**What are we going to learn about mathematics from each of these topics?**

Before stating the purpose of this course, I warn you that I am shamelessly promoting a certain viewpoint as to what mathematics is really all about – or *should* be all about. The selection of topics promotes my viewpoint. I invite you the student to listen carefully to my case, learn the topics, but always feel free to disagree, passionately if need be. Maybe you think I should have covered different topics, assigned different readings, or presented different proofs. If you think so — say so. I come from a large loud family and I welcome vigorous debate. You defend your turf, I’ll defend mine, and we’ll learn from each other. We are in for an adventure! So here is what this course is about.

- We start in earnest with Thales who is considered to be the first mathematician in the way we think of a mathematician – somebody who uses deductive reasoning to prove things. He saw the need to not only make mathematical observations but to prove them in a systematic way.
- Pythagoras followed Thales’ desire to prove mathematical observations but also added a passion for mathematics and the need to use mathematics to understand the world. Mathematics for the Pythagoreans was done for its own sake, and as a gateway to the divine, and not for its applications to business, science, economics, and engineering.
- Through Euclid we learn that part of the beauty of mathematics is its structure, its order, and its solid foundation. It all just seems to fit together so nicely. Euclid’s
*Elements*gathered up much of mathematics of that time and put it in good working order – making it perfectly clear as to what you can assume (the axioms) and what you need to prove (the propositions). - The genius and art of mathematics is found in Archimedes. Archimedes not only proved some amazing things but did it in such an elegant way. His works are considered by scholars to be some of the great masterpieces of the written word.
- We learn through the angle trisection problem that, as in science, we need tools and progress can’t be made without them. The tools to finally resolve the angle trisection problem were invented some 2000 years after the initial problem was posed.
- Through Euler’s discussion of polyhedra we see that an effective method of proof is to reduce a complicated problem to an easier one. We also learn that original versions of proofs are not always correct or convincing. Euler’s proof was not as convincing as it should be. In mathematics, as in other subjects, there is a notion of priority as to who really discovered something first. Euler had a slightly flawed proof which was put on firmer ground by Cauchy. However, Descartes had a proof (perhaps flawed) much earlier than both Euler and Cauchy. Who should get the credit and our admiration?

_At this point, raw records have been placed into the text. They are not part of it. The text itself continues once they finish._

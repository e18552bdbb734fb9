use thiserror::Error;

/// What kind of object a lookup failed to find.
#[derive(Debug, Clone, Copy, PartialEq, Eq)]
pub enum NotFoundKind {
    Note,
    Folder,
    Attachment,
}

impl std::fmt::Display for NotFoundKind {
    fn fmt(&self, f: &mut std::fmt::Formatter<'_>) -> std::fmt::Result {
        match self {
            NotFoundKind::Note => write!(f, "note"),
            NotFoundKind::Folder => write!(f, "folder"),
            NotFoundKind::Attachment => write!(f, "attachment"),
        }
    }
}

#[derive(Debug, Error)]
pub enum Error {
    /// The source store could not be opened (missing file, no permission).
    #[error("notes store unavailable: {0}")]
    StoreUnavailable(String),

    /// A SQL prepare/step/finalise failure against the source store or an index file.
    #[error("query failed: {0}")]
    QueryFailed(String),

    #[error("{kind} not found: {id}")]
    NotFound { kind: NotFoundKind, id: String },

    /// Blob decoding failed; the stage names the layer that rejected the input.
    #[error("decode failed: {0}")]
    DecodeFailed(&'static str),

    #[error("missing parameter: {0}")]
    MissingParameter(&'static str),

    /// The semantic index could not load its model assets.
    #[error("embedding model unavailable: {0}")]
    ModelUnavailable(String),

    #[error("operation cancelled")]
    Cancelled,
}

impl Error {
    pub fn not_found(kind: NotFoundKind, id: impl Into<String>) -> Self {
        Error::NotFound {
            kind,
            id: id.into(),
        }
    }
}

impl From<rusqlite::Error> for Error {
    fn from(e: rusqlite::Error) -> Self {
        Error::QueryFailed(e.to_string())
    }
}

pub type Result<T> = std::result::Result<T, Error>;
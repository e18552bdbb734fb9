//! Progress reporting for the slow paths: index builds, embedding runs,
//! note loads. Rendering is suppressed when stderr is not a terminal or
//! `NO_PROGRESS` is set, so scripted callers see clean output.

use indicatif::{ProgressBar, ProgressDrawTarget, ProgressStyle};
use std::io::IsTerminal;
use std::time::Duration;

pub struct Progress {
    bar: Option<ProgressBar>,
    label: &'static str,
}

impl Progress {
    pub fn start(label: &'static str) -> Progress {
        if !stderr_wants_progress() {
            return Progress { bar: None, label };
        }
        let bar = ProgressBar::new_spinner();
        bar.set_draw_target(ProgressDrawTarget::stderr());
        bar.enable_steady_tick(Duration::from_millis(100));
        bar.set_style(ProgressStyle::with_template("{spinner} {msg}").expect("static template"));
        bar.set_message(label);
        Progress {
            bar: Some(bar),
            label,
        }
    }

    /// Counter update, fed from the index-build progress callbacks.
    pub fn count(&self, done: usize, total: usize) {
        if let Some(bar) = &self.bar {
            bar.set_message(format!("{} {done}/{total}", self.label));
        }
    }

    pub fn finish(self) {
        if let Some(bar) = self.bar {
            bar.finish_and_clear();
        }
    }
}

fn stderr_wants_progress() -> bool {
    if std::env::var_os("NO_PROGRESS").is_some() {
        return false;
    }
    std::io::stderr().is_terminal()
}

- With the prime number theorem we see that progress in mathematics is often made by a number of people and often at the same time – as there were two who in 1896 independently solved the prime number theorem. We also learn, as we did with the angle trisection problem, that it can take several hundred (even thousands) of years to finally resolve a mathematics problem.
- Contrary to popular belief, not all mathematics is known. The Goldbach conjecture (and its close cousin the weak Goldbach conjecture) remain very much open problems to this day – waiting for somebody to finally solve them and claim the glory. In fact, there is problem closely related to the prime number theorem called The Riemann hypothesis which is one of the most famous unsolved problems in all of mathematics. There is even one million dollar bounty on this problem by the Clay Mathematics Institute.
- Mathematicians are not perfect. We see from the four-color theorem that the first proof was incorrect and nobody noticed until 11 years later! Others had errors in their proofs as well. We also see in the solution of the four-color problem that there is room for controversy in mathematics. The final solution of the four-color problem uses an intricate computer program – which raises some eyebrows. Was is programmed correctly? Is a brute force computation like this really an elegant mathematical solution?
- Fermat’s last theorem is a wonderful surprise. It starts off as a simple number theory problem that should be solved by some clever tricks. Instead, it stumped mathematicians for 300 years and, in the end, wound up inspiring a solution to the profound Taniyama-Shimura conjecture.
- The concept of infinity has been studied for centuries. We learn through Cantor that infinity in mathematics has a precise definition and that there are “levels” of infinity. Indeed there are many surprises when mathematics get their hands on infinity!
- The axiom of choice and the continuum hypothesis, along with the incompleteness theorem shows us that mathematics is always a work in progress and is never complete. There will always be things that we can never prove nor disprove.
- We will read a wonderful essay by the early twentieth century mathematician G. H. Hardy. Hardy beautifully makes the case for why he spent a lifetime doing mathematics. Mathematics, according to Hardy is not supposed to be useful but beautiful and inspiring.